So that frankly sounds identical to what the environmentalist groups, as I mentioned, did in BC, to great effect.
They chose between the NDP and the liberals that typically tip things to the liberal category.
But all they want to know is, are you going to be anti-oil and gas, anti-pipeline?
And do you have a chance of winning?
It sounds like you could have, frankly, just copied their rule book.
The difference is they have millions of dollars of foreign funding behind them, millions of dollars of Canadian funding too.
You just spent less than 10 grand.
They have hundreds or thousands of people door knocking.
I'm guessing you had maybe a few dozen.
We actually had quite a few people respond across the country.
We had just over, or pardon me, just under a thousand people from across the country door knocking for their local pro-life candidates.
Okay, well, that's impressive.
So just under a thousand.
Still in the grand scheme of things, you know, 338 ridings in the country, 1,000 distributed amongst them.
So three door knockers on average per riding, spending less than $10,000.
It's a wonder that you even bothered to register.
This is so minor and modest, but it's probably better to register than to not register.
But you have then been summoned by Elections Canada's Election Commission for an interrogation, just like I was for writing my Librano's book.
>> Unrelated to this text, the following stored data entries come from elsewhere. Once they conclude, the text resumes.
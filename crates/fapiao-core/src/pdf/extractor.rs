//! PDF text extraction using lopdf and pdf-extract.

use lopdf::Document;
use tracing::debug;

use super::{Result, TextSource};
use crate::error::PdfError;

/// PDF text extractor backed by lopdf (structure) and pdf-extract
/// (content streams).
pub struct PdfTextExtractor {
    document: Option<Document>,
    raw_data: Vec<u8>,
}

impl PdfTextExtractor {
    /// Create a new PDF text extractor.
    pub fn new() -> Self {
        Self {
            document: None,
            raw_data: Vec::new(),
        }
    }
}

impl Default for PdfTextExtractor {
    fn default() -> Self {
        Self::new()
    }
}

impl TextSource for PdfTextExtractor {
    fn load(&mut self, data: &[u8]) -> Result<()> {
        let mut doc = Document::load_mem(data).map_err(|e| PdfError::Parse(e.to_string()))?;

        // Handle PDFs with empty password encryption
        if doc.is_encrypted() {
            if doc.decrypt("").is_err() {
                return Err(PdfError::Encrypted);
            }
            debug!("Decrypted PDF with empty password");

            // Save decrypted document to raw_data for pdf_extract
            let mut decrypted_data = Vec::new();
            doc.save_to(&mut decrypted_data)
                .map_err(|e| PdfError::Parse(format!("Failed to save decrypted PDF: {}", e)))?;
            self.raw_data = decrypted_data;
        } else {
            self.raw_data = data.to_vec();
        }

        let page_count = doc.get_pages().len();
        if page_count == 0 {
            return Err(PdfError::NoPages);
        }

        debug!("Loaded PDF with {} pages", page_count);
        self.document = Some(doc);
        Ok(())
    }

    fn page_count(&self) -> u32 {
        self.document
            .as_ref()
            .map(|doc| doc.get_pages().len() as u32)
            .unwrap_or(0)
    }

    fn extract_text(&self) -> Result<String> {
        if self.document.is_none() {
            return Err(PdfError::Parse("No document loaded".to_string()));
        }
        let text = pdf_extract::extract_text_from_mem(&self.raw_data)
            .map_err(|e| PdfError::TextExtraction(e.to_string()))?;
        Ok(text)
    }
}

#[cfg(test)]
mod tests {
    use super::*;

    #[test]
    fn test_extractor_new() {
        let extractor = PdfTextExtractor::new();
        assert!(extractor.document.is_none());
        assert_eq!(extractor.page_count(), 0);
    }

    #[test]
    fn test_extract_without_load_fails() {
        let extractor = PdfTextExtractor::new();
        assert!(matches!(
            extractor.extract_text(),
            Err(PdfError::Parse(_))
        ));
    }

    #[test]
    fn test_load_garbage_fails() {
        let mut extractor = PdfTextExtractor::new();
        assert!(matches!(
            extractor.load(b"not a pdf"),
            Err(PdfError::Parse(_))
        ));
    }
}
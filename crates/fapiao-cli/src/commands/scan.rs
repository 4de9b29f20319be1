//! Scan command - extract and display the record for a single file.

use std::fs;
use std::path::PathBuf;

use clap::Args;
use console::style;
use tracing::info;

use fapiao_core::models::record::InvoiceRecord;
use fapiao_core::naming::build_file_name;
use fapiao_core::pdf::{PdfTextExtractor, TextSource};
use fapiao_core::scan::InvoiceScanner;

/// Arguments for the scan command.
#[derive(Args)]
pub struct ScanArgs {
    /// Input PDF file
    #[arg(required = true)]
    input: PathBuf,

    /// Output file (default: stdout)
    #[arg(short, long)]
    output: Option<PathBuf>,

    /// Output format
    #[arg(short, long, value_enum, default_value = "json")]
    format: OutputFormat,

    /// Also print the file name the record would produce
    #[arg(long)]
    show_name: bool,
}

#[derive(Clone, Copy, Debug, clap::ValueEnum)]
pub enum OutputFormat {
    /// JSON output
    Json,
    /// CSV output
    Csv,
    /// Plain text summary
    Text,
}

pub async fn run(args: ScanArgs, config_path: Option<&str>) -> anyhow::Result<()> {
    let config = super::load_config(config_path)?;

    if !args.input.exists() {
        anyhow::bail!("Input file not found: {}", args.input.display());
    }

    info!("Scanning file: {}", args.input.display());

    let data = fs::read(&args.input)?;
    let mut extractor = PdfTextExtractor::new();
    extractor.load(&data)?;
    let lines = extractor.extract_lines()?;

    let scanner = InvoiceScanner::with_config(config.scan.clone());
    let record = scanner.scan(&lines);

    let output = format_record(&record, args.format)?;

    if let Some(output_path) = &args.output {
        fs::write(output_path, &output)?;
        println!(
            "{} Output written to {}",
            style("✓").green(),
            output_path.display()
        );
    } else {
        println!("{}", output);
    }

    if args.show_name {
        println!();
        println!(
            "{} File name: {}",
            style("ℹ").blue(),
            build_file_name(&record, &config.naming)
        );
    }

    if !record.missing_fields().is_empty() {
        eprintln!(
            "{} Missing fields: {}",
            style("!").yellow(),
            record.missing_fields().join(", ")
        );
    }

    Ok(())
}

fn format_record(record: &InvoiceRecord, format: OutputFormat) -> anyhow::Result<String> {
    match format {
        OutputFormat::Json => Ok(serde_json::to_string_pretty(record)?),
        OutputFormat::Csv => format_record_csv(record),
        OutputFormat::Text => Ok(format_record_text(record)),
    }
}

fn format_record_csv(record: &InvoiceRecord) -> anyhow::Result<String> {
    let mut wtr = csv::Writer::from_writer(vec![]);

    wtr.write_record([
        "contract_number",
        "invoice_number",
        "seller_name",
        "project_name",
        "invoice_amount",
        "issue_date",
        "quantity_ratio",
    ])?;

    wtr.write_record([
        record.contract_number.as_deref().unwrap_or(""),
        record.invoice_number.as_deref().unwrap_or(""),
        record.seller_name.as_deref().unwrap_or(""),
        record.project_name.as_deref().unwrap_or(""),
        record.invoice_amount.as_deref().unwrap_or(""),
        record.issue_date.as_deref().unwrap_or(""),
        record.quantity_ratio.as_deref().unwrap_or(""),
    ])?;

    let data = String::from_utf8(wtr.into_inner()?)?;
    Ok(data)
}

fn format_record_text(record: &InvoiceRecord) -> String {
    let mut output = String::new();

    let fields = [
        ("Contract number", &record.contract_number),
        ("Invoice number", &record.invoice_number),
        ("Seller", &record.seller_name),
        ("Project", &record.project_name),
        ("Amount", &record.invoice_amount),
        ("Issue date", &record.issue_date),
        ("Quantity ratio", &record.quantity_ratio),
    ];

    for (label, value) in fields {
        output.push_str(&format!(
            "{:15} {}\n",
            format!("{}:", label),
            value.as_deref().unwrap_or("-")
        ));
    }

    output
}
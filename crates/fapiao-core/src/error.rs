//! Error types for the fapiao-core library.

use std::path::PathBuf;
use thiserror::Error;

/// Main error type for the fapiao library.
#[derive(Error, Debug)]
pub enum FapiaoError {
    /// PDF processing error.
    #[error("PDF error: {0}")]
    Pdf(#[from] PdfError),

    /// Rename error.
    #[error("rename error: {0}")]
    Rename(#[from] RenameError),

    /// I/O error.
    #[error("I/O error: {0}")]
    Io(#[from] std::io::Error),

    /// Configuration error.
    #[error("configuration error: {0}")]
    Config(String),
}

/// Errors related to producing the text line source for a document.
///
/// Any of these is a per-document failure: the batch driver reports it
/// and continues with the remaining documents.
#[derive(Error, Debug)]
pub enum PdfError {
    /// Failed to open/parse the PDF file.
    #[error("failed to parse PDF: {0}")]
    Parse(String),

    /// Failed to extract text from PDF.
    #[error("failed to extract text: {0}")]
    TextExtraction(String),

    /// The PDF is encrypted and cannot be processed.
    #[error("PDF is encrypted")]
    Encrypted,

    /// The PDF is empty or has no pages.
    #[error("PDF has no pages")]
    NoPages,
}

/// Errors from the per-file rename side effect.
#[derive(Error, Debug)]
pub enum RenameError {
    /// The target file name already exists in the directory.
    #[error("target already exists: {0}")]
    TargetExists(PathBuf),

    /// The OS refused the rename.
    #[error("rename denied for {path}: {source}")]
    Denied {
        path: PathBuf,
        #[source]
        source: std::io::Error,
    },
}

/// Result type for the fapiao library.
pub type Result<T> = std::result::Result<T, FapiaoError>;
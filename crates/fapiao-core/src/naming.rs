//! File-name construction from a record, and the rename side effect.

use std::path::{Path, PathBuf};

use serde::{Deserialize, Serialize};
use tracing::debug;

use crate::error::RenameError;
use crate::models::record::InvoiceRecord;

/// File-name template. The segment order is fixed (contract number,
/// invoice number, seller, project, quantity ratio); the literal
/// prefix, separators, and extension are a configuration surface
/// rather than a hard contract.
#[derive(Debug, Clone, Serialize, Deserialize)]
#[serde(default)]
pub struct NameTemplate {
    /// Literal prefix at the start of every produced name.
    pub prefix: String,

    /// Separator placed between segments.
    pub separator: String,

    /// Whether the separator also appears between prefix and the
    /// first segment (both variants are in observed use).
    pub separator_after_prefix: bool,

    /// File extension, without the dot.
    pub extension: String,
}

impl Default for NameTemplate {
    fn default() -> Self {
        Self {
            prefix: "发票".to_string(),
            separator: "_".to_string(),
            separator_after_prefix: false,
            extension: "pdf".to_string(),
        }
    }
}

/// Remove characters that would make a segment invalid in a file name
/// (path separators and NUL bytes).
pub fn sanitize_segment(segment: &str) -> String {
    segment
        .chars()
        .filter(|c| !matches!(c, '/' | '\\' | '\0'))
        .collect()
}

/// Build the file name for a scanned record. Absent fields produce
/// empty segments; the name is always well formed.
pub fn build_file_name(record: &InvoiceRecord, template: &NameTemplate) -> String {
    let segments = [
        record.contract_number.as_deref().unwrap_or(""),
        record.invoice_number.as_deref().unwrap_or(""),
        record.seller_name.as_deref().unwrap_or(""),
        record.project_name.as_deref().unwrap_or(""),
        record.quantity_ratio.as_deref().unwrap_or(""),
    ];

    let body = segments
        .iter()
        .map(|s| sanitize_segment(s))
        .collect::<Vec<_>>()
        .join(&template.separator);

    let mut name = template.prefix.clone();
    if template.separator_after_prefix {
        name.push_str(&template.separator);
    }
    name.push_str(&body);
    name.push('.');
    name.push_str(&template.extension);
    name
}

/// Rename a file within its own directory.
///
/// Fails per file, never per batch: the caller reports the error and
/// moves on to the next document.
pub fn rename_in_place(path: &Path, new_name: &str) -> Result<PathBuf, RenameError> {
    let target = path
        .parent()
        .map(|dir| dir.join(new_name))
        .unwrap_or_else(|| PathBuf::from(new_name));

    if target.exists() {
        return Err(RenameError::TargetExists(target));
    }

    std::fs::rename(path, &target).map_err(|source| RenameError::Denied {
        path: path.to_path_buf(),
        source,
    })?;

    debug!("Renamed {} -> {}", path.display(), target.display());
    Ok(target)
}
//! CLI command implementations.

pub mod rename;
pub mod scan;

use std::path::Path;

use fapiao_core::models::config::FapiaoConfig;

/// Load the configuration file if given, defaults otherwise.
pub fn load_config(config_path: Option<&str>) -> anyhow::Result<FapiaoConfig> {
    match config_path {
        Some(path) => Ok(FapiaoConfig::from_file(Path::new(path))?),
        None => Ok(FapiaoConfig::default()),
    }
}
//! Data models: the invoice record and configuration.

pub mod config;
pub mod record;

pub use config::{FapiaoConfig, MergePolicy, QuantityTrigger, ScanConfig};
pub use record::InvoiceRecord;
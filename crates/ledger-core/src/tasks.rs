//! Task catalog: the offer wall the completion processor draws from.

use std::collections::BTreeMap;

use contracts::{TaskCategory, TaskDefinition};

#[derive(Debug, Clone, Default)]
pub struct TaskCatalog {
    tasks: BTreeMap<String, TaskDefinition>,
}

impl TaskCatalog {
    pub fn new() -> Self {
        Self::default()
    }

    /// Stock offer wall used by the demo and tests: ad views are cheap and
    /// repeatable, installs and offers are one-shot and richer.
    pub fn stock() -> Self {
        let mut catalog = Self::new();
        catalog.insert(TaskDefinition {
            task_id: "watch_ad".to_string(),
            title: "Watch a rewarded ad".to_string(),
            category: TaskCategory::AdView,
            base_reward: 10,
            daily_limit: 20,
            expiry_secs: 600,
            provider_url: Some("https://ads.example/watch".to_string()),
        });
        catalog.insert(TaskDefinition {
            task_id: "install_app".to_string(),
            title: "Install the partner app".to_string(),
            category: TaskCategory::AppInstall,
            base_reward: 25,
            daily_limit: 1,
            expiry_secs: 3_600,
            provider_url: Some("https://offers.example/install".to_string()),
        });
        catalog.insert(TaskDefinition {
            task_id: "daily_survey".to_string(),
            title: "Complete a short survey".to_string(),
            category: TaskCategory::Survey,
            base_reward: 15,
            daily_limit: 3,
            expiry_secs: 1_800,
            provider_url: Some("https://surveys.example/daily".to_string()),
        });
        catalog.insert(TaskDefinition {
            task_id: "signup_offer".to_string(),
            title: "Register with a partner site".to_string(),
            category: TaskCategory::Offer,
            base_reward: 40,
            daily_limit: 1,
            expiry_secs: 7_200,
            provider_url: Some("https://offers.example/signup".to_string()),
        });
        catalog
    }

    pub fn insert(&mut self, task: TaskDefinition) {
        self.tasks.insert(task.task_id.clone(), task);
    }

    pub fn get(&self, task_id: &str) -> Option<&TaskDefinition> {
        self.tasks.get(task_id)
    }

    pub fn list(&self) -> Vec<TaskDefinition> {
        self.tasks.values().cloned().collect()
    }
}

#[cfg(test)]
mod tests {
    use super::*;

    #[test]
    fn stock_catalog_lists_in_stable_order() {
        let catalog = TaskCatalog::stock();
        let ids: Vec<String> = catalog
            .list()
            .into_iter()
            .map(|task| task.task_id)
            .collect();
        assert_eq!(ids, ["daily_survey", "install_app", "signup_offer", "watch_ad"]);
        assert!(catalog.get("watch_ad").is_some());
        assert!(catalog.get("unknown").is_none());
    }
}
//! Credit ledger engine: append-only ledger store, daily cap tracker,
//! vesting policy, task completion processor, multi-level commission
//! propagator, and balance/eligibility calculator.
//!
//! All cross-request invariants (idempotent crediting, atomic cap
//! reservation, debit-before-payout) are enforced at the storage layer so
//! that any number of service instances can share one database.

pub mod balance;
pub mod clock;
pub mod commission;
pub mod engine;
pub mod error;
pub mod providers;
pub mod store;
pub mod tasks;
pub mod vesting;

pub use clock::{day_key, Clock, ManualClock, SystemClock};
pub use engine::{DailyBonusClaim, RewardsEngine, TaskCompletion, TaskStart, VipPurchase};
pub use error::CoreError;
pub use store::{SqliteLedgerStore, StoreError};
pub use tasks::TaskCatalog;
#[derive(Debug, Deserialize)]
struct RegisterUserRequest {
    user_id: String,
    referrer_id: Option<String>,
}

#[derive(Debug, Serialize)]
struct RegisterUserResponse {
    schema_version: String,
    user_id: String,
    referrer_id: Option<String>,
    referral_bonus_entry_id: Option<i64>,
}

async fn register_user(
    State(state): State<AppState>,
    Json(request): Json<RegisterUserRequest>,
) -> Result<Json<RegisterUserResponse>, HttpApiError> {
    let user_id = request.user_id.trim().to_string();
    if user_id.is_empty() {
        return Err(HttpApiError::invalid_request(
            "user_id must not be empty",
            None,
        ));
    }
    if request.referrer_id.as_deref() == Some(user_id.as_str()) {
        return Err(HttpApiError::invalid_request(
            "a user cannot refer themselves",
            Some(format!("user_id={user_id}")),
        ));
    }

    let mut engine = state.engine.lock().await;
    if state
        .directory
        .get_user(&user_id)
        .map_err(|failure| HttpApiError::from_core(CoreError::from(failure)))?
        .is_some()
    {
        return Err(HttpApiError::invalid_request(
            "user_id is already registered",
            Some(format!("user_id={user_id}")),
        ));
    }

    state.directory.register(UserProfile {
        user_id: user_id.clone(),
        vip_level: 0,
        referrer_id: request.referrer_id.clone(),
        email_verified: false,
        kyc_status: KycStatus::Unverified,
        streak: 0,
    });

    let referral_bonus_entry_id = engine
        .record_signup(&user_id)
        .map_err(HttpApiError::from_core)?;

    Ok(Json(RegisterUserResponse {
        schema_version: SCHEMA_VERSION_V1.to_string(),
        user_id,
        referrer_id: request.referrer_id,
        referral_bonus_entry_id,
    }))
}

#[derive(Debug, Deserialize)]
struct VerificationRequest {
    email_verified: Option<bool>,
    kyc_status: Option<KycStatus>,
}

#[derive(Debug, Serialize)]
struct VerificationResponse {
    schema_version: String,
    user_id: String,
    email_verified: bool,
    kyc_status: KycStatus,
}

async fn update_verification(
    Path(user_id): Path<String>,
    State(state): State<AppState>,
    Json(request): Json<VerificationRequest>,
) -> Result<Json<VerificationResponse>, HttpApiError> {
    let updated = state.directory.update(&user_id, |profile| {
        if let Some(email_verified) = request.email_verified {
            profile.email_verified = email_verified;
        }
        if let Some(kyc_status) = request.kyc_status {
            profile.kyc_status = kyc_status;
        }
    });
    if !updated {
        return Err(HttpApiError::from_core(CoreError::UserNotFound(user_id)));
    }

    let profile = state
        .directory
        .get_user(&user_id)
        .map_err(|failure| HttpApiError::from_core(CoreError::from(failure)))?
        .ok_or_else(|| HttpApiError::from_core(CoreError::UserNotFound(user_id.clone())))?;

    Ok(Json(VerificationResponse {
        schema_version: SCHEMA_VERSION_V1.to_string(),
        user_id: profile.user_id,
        email_verified: profile.email_verified,
        kyc_status: profile.kyc_status,
    }))
}

#[derive(Debug, Serialize)]
struct UnfreezeResponse {
    schema_version: String,
    user_id: String,
    frozen: bool,
}

async fn unfreeze_account(
    Path(user_id): Path<String>,
    State(state): State<AppState>,
) -> Result<Json<UnfreezeResponse>, HttpApiError> {
    let mut engine = state.engine.lock().await;
    engine
        .unfreeze_account(&user_id)
        .map_err(HttpApiError::from_core)?;

    Ok(Json(UnfreezeResponse {
        schema_version: SCHEMA_VERSION_V1.to_string(),
        user_id,
        frozen: false,
    }))
}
Have you received, what was the form of that summons?
Have you answered it?
Will you go to the interrogation?
What are they demanding?
Because when they sent me the letter, I almost couldn't believe it.
And I went and I actually videotaped my interrogation.
What's your status?
Yeah, so I don't know.
I'm not a lawyer.
I'm a charter professional accountant, so I don't know what the proper legal terminology is.
I don't know if summons is the correct term, but we were sent a letter from the commissioner's office for elections candidates saying that there was an allegation made that we had contravened certain parts of the Canada Elections Act and that an investigation was coming forth.
And that one of the results that could happen from that investigation, one of the conclusions could be the imposition of monetary penalties upon our organization.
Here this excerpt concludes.